Journalists have run with the Obama “record level of deportations” story line even though the most cursory research proves it false. Immigration and Customs Enforcement publishes an annual report that details immigration “removals,” a politically correct word for “deport.”

ICE divides its statistics into total removals and removals from the Border Patrol and Customs and Border Protection, otherwise known as returns. By subtracting returns from total removals, the remaining total shows how many deportations came from the interior. That figure has declined every year since 2009 from 238,000 to 133,000. Obviously, if an alien is detained at and returned from the border, he never reaches the interior and therefore cannot under any circumstances be described as having been separated from his family.
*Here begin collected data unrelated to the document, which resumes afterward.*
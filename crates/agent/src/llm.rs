//! Thin adapter over a `Provider` fixing model, temperature and token
//! budget, so stages only deal in messages and text.

use std::sync::Arc;

use bariatric_core::error::ProviderError;
use bariatric_core::message::Message;
use bariatric_core::provider::{Provider, ProviderRequest};
use tracing::debug;

#[derive(Clone)]
pub struct LanguageModel {
    provider: Arc<dyn Provider>,
    model: String,
    temperature: f32,
    max_tokens: Option<u32>,
}

impl LanguageModel {
    pub fn new(provider: Arc<dyn Provider>, model: impl Into<String>) -> Self {
        Self {
            provider,
            model: model.into(),
            temperature: 0.0,
            max_tokens: None,
        }
    }

    pub fn with_temperature(mut self, temperature: f32) -> Self {
        self.temperature = temperature;
        self
    }

    pub fn with_max_tokens(mut self, max_tokens: u32) -> Self {
        self.max_tokens = Some(max_tokens);
        self
    }

    pub fn provider_name(&self) -> &str {
        self.provider.name()
    }

    pub fn model(&self) -> &str {
        &self.model
    }

    /// One stateless completion; returns the assistant text.
    pub async fn complete_text(&self, messages: Vec<Message>) -> Result<String, ProviderError> {
        let request = ProviderRequest {
            model: self.model.clone(),
            messages,
            temperature: self.temperature,
            max_tokens: self.max_tokens,
            stop: vec![],
        };
        let response = self.provider.complete(request).await?;
        if let Some(usage) = &response.usage {
            debug!(
                model = %response.model,
                prompt_tokens = usage.prompt_tokens,
                completion_tokens = usage.completion_tokens,
                "Completion finished"
            );
        }
        Ok(response.message.content)
    }
}
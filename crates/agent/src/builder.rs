//! Wire a `Pipeline` from `AppConfig`.

use std::sync::Arc;
use std::time::Duration;

use bariatric_config::AppConfig;
use bariatric_core::error::Error;
use bariatric_core::knowledge::KnowledgeIndex;
use bariatric_core::profile::ProfileStore;
use bariatric_core::provider::Provider;
use bariatric_knowledge::{FileIndex, NoopIndex};
use bariatric_providers::build_from_config;
use bariatric_tools::{HttpProfileStore, InMemoryProfileStore, OpenFoodFactsLookup, ProfileMealRecorder};
use tracing::{info, warn};

use crate::llm::LanguageModel;
use crate::memory_summarizer::MemorySummarizer;
use crate::pipeline::{Pipeline, PipelineSettings};

/// The configured default provider.
pub fn default_provider(config: &AppConfig) -> Result<Arc<dyn Provider>, Error> {
    build_from_config(config)
        .default()
        .ok_or_else(|| Error::Config {
            message: format!("provider '{}' is not available", config.default_provider),
        })
}

/// The knowledge index named in config, or a no-op index when none is
/// configured or the file cannot be read.
pub fn knowledge_index(config: &AppConfig, provider: Arc<dyn Provider>) -> Arc<dyn KnowledgeIndex> {
    let Some(path) = &config.knowledge.index_path else {
        info!("No knowledge index configured, retrieval disabled");
        return Arc::new(NoopIndex);
    };
    match FileIndex::open(path) {
        Ok(index) => {
            let index = match &config.knowledge.embedding_model {
                Some(model) => index.with_embedder(provider, model.clone()),
                None => index,
            };
            Arc::new(index)
        }
        Err(e) => {
            warn!(path = %path, error = %e, "Knowledge index unavailable, retrieval disabled");
            Arc::new(NoopIndex)
        }
    }
}

/// The HTTP profile store when a URL is configured, else an in-process one.
pub fn profile_store(config: &AppConfig) -> Arc<dyn ProfileStore> {
    match &config.profile_store.url {
        Some(url) => Arc::new(HttpProfileStore::new(
            url.clone(),
            Duration::from_secs(config.profile_store.timeout_secs),
        )),
        None => {
            info!("No profile store URL configured, using in-process store");
            Arc::new(InMemoryProfileStore::default())
        }
    }
}

/// Build the full pipeline from configuration.
pub fn build_pipeline(config: &AppConfig) -> Result<Pipeline, Error> {
    let provider = default_provider(config)?;
    let llm = LanguageModel::new(provider.clone(), config.default_model.clone())
        .with_temperature(config.default_temperature)
        .with_max_tokens(config.default_max_tokens);

    let index = knowledge_index(config, provider);
    let store = profile_store(config);
    let recorder = Arc::new(ProfileMealRecorder::new(store.clone()));

    let mut builder = Pipeline::builder(llm.clone(), index, recorder)
        .with_profile_store(store.clone())
        .with_settings(PipelineSettings::from_config(config));

    if config.nutrition.enabled {
        builder = builder.with_nutrition(Arc::new(OpenFoodFactsLookup::new(
            config.nutrition.api_url.clone(),
            Duration::from_secs(config.nutrition.timeout_secs),
        )));
    }
    if config.memory.enabled {
        builder = builder.with_memory(Arc::new(MemorySummarizer::new(
            llm,
            store,
            config.memory.fallback_user_id.clone(),
        )));
    }

    info!(
        provider = %config.default_provider,
        model = %config.default_model,
        nutrition = config.nutrition.enabled,
        memory = config.memory.enabled,
        "Pipeline ready"
    );
    Ok(builder.build())
}
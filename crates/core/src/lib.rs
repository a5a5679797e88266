//! # Bariatric Core
//!
//! Domain types, collaborator traits, and error definitions for the
//! Bariatric GPT post-surgery nutrition assistant. This crate performs no
//! I/O of its own; it defines the model every other crate implements
//! against.
//!
//! ## Design Philosophy
//!
//! Every external collaborator (language model, knowledge index, food
//! database, profile store) is a trait here. Implementations live in their
//! respective crates. This enables:
//! - Swapping implementations via configuration
//! - Testing the pipeline end to end with fakes
//! - Clean dependency graph (all crates depend inward on core)

pub mod error;
pub mod knowledge;
pub mod message;
pub mod nutrition;
pub mod profile;
pub mod provider;

// Re-export key types at crate root for ergonomics
pub use error::{Error, Result};
pub use knowledge::KnowledgeIndex;
pub use message::{Message, Role};
pub use nutrition::{NutritionFacts, NutritionLookup};
pub use profile::{MealEntry, MealRecorder, PatientProfile, ProfileStore};
pub use provider::{Provider, ProviderRequest, ProviderResponse};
Adding to the mystery of how the “record deportation” angle got so overblown is that in 2011 Obama admitted to a roundtable group of Hispanic reporters that the ICE statistics which co-mingle returns with removals are “deceptive.” Obama: “The statistics are actually a little deceptive because what we’ve been doing is, with the stronger border enforcement, we’ve been apprehending folks at the borders and sending them back. That is counted as a deportation, even though they may have only been held for a day or 48 hours, sent back—that’s counted as a deportation.”

Activists insist that Obama has the power to end all deportations and are pressuring him to do so under the same prosecutorial discretion method that he used to excuse children brought to the U.S. as minors by their alien parents. Two high ranking Gang of Eight Senate Democrats echo the activists’ demands. At a La Raza awards ceremony, Dick Durbin and Bob Menendez joined with Murguia to demand that deportations cease.

Since 2009, however, deportations from the interior, most American’s definition of the verb “deport,” have actually been slashed by 40 percent. By allowing those who reach the interior to stay, the administration extends a form of amnesty to aliens who should be deported but are not, a result consistent with the administration’s often stated goals.